(Input data)

//! Positions worth realizing just ahead of a scroll.
//!
//! The engine never creates views for them itself; the host drains the
//! queue between frames and warms its pool.

use std::collections::VecDeque;

use super::layout_state::LayoutDirection;

/// How far ahead of the leading edge to prefetch.
#[derive(Clone, Debug, PartialEq, Eq)]
pub struct PrefetchStrategy {
    /// Number of positions beyond the attached range. Default is 2.
    pub prefetch_count: usize,

    pub enabled: bool,
}

impl Default for PrefetchStrategy {
    fn default() -> Self {
        Self {
            prefetch_count: 2,
            enabled: true,
        }
    }
}

impl PrefetchStrategy {
    pub fn new(prefetch_count: usize) -> Self {
        Self {
            prefetch_count,
            enabled: true,
        }
    }

    pub fn disabled() -> Self {
        Self {
            prefetch_count: 0,
            enabled: false,
        }
    }
}

/// Queue of positions just beyond the attached range, nearest first.
#[derive(Debug, Default)]
pub struct PrefetchScheduler {
    queue: VecDeque<usize>,
}

impl PrefetchScheduler {
    pub fn new() -> Self {
        Self::default()
    }

    /// Replaces the queue with the positions ahead of `[first, last]` in
    /// `direction`, bounded by `[0, item_count)`.
    pub fn update(
        &mut self,
        first: usize,
        last: usize,
        item_count: usize,
        direction: LayoutDirection,
        strategy: &PrefetchStrategy,
    ) {
        self.queue.clear();
        if !strategy.enabled {
            return;
        }

        match direction {
            LayoutDirection::ToEnd => {
                let ahead = (1..=strategy.prefetch_count)
                    .map(|step| last.saturating_add(step))
                    .take_while(|&position| position < item_count);
                self.queue.extend(ahead);
            }
            LayoutDirection::ToStart => {
                let behind = (1..=strategy.prefetch_count).map_while(|step| first.checked_sub(step));
                self.queue.extend(behind);
            }
        }
    }

    pub fn next_prefetch(&mut self) -> Option<usize> {
        self.queue.pop_front()
    }

    pub fn pending_prefetches(&self) -> &VecDeque<usize> {
        &self.queue
    }

    /// Drains the queue, nearest position first.
    pub fn drain(&mut self) -> Vec<usize> {
        self.queue.drain(..).collect()
    }

    pub fn clear(&mut self) {
        self.queue.clear();
    }
}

(End Input data)

◆ Assignment: Check each line of the records for the word "first" and extract those that contain it.

◆ Response:
/// Queue of positions just beyond the attached range, nearest first.
    /// Replaces the queue with the positions ahead of `[first, last]` in
        first: usize,
                let behind = (1..=strategy.prefetch_count).map_while(|step| first.checked_sub(step));
    /// Drains the queue, nearest position first.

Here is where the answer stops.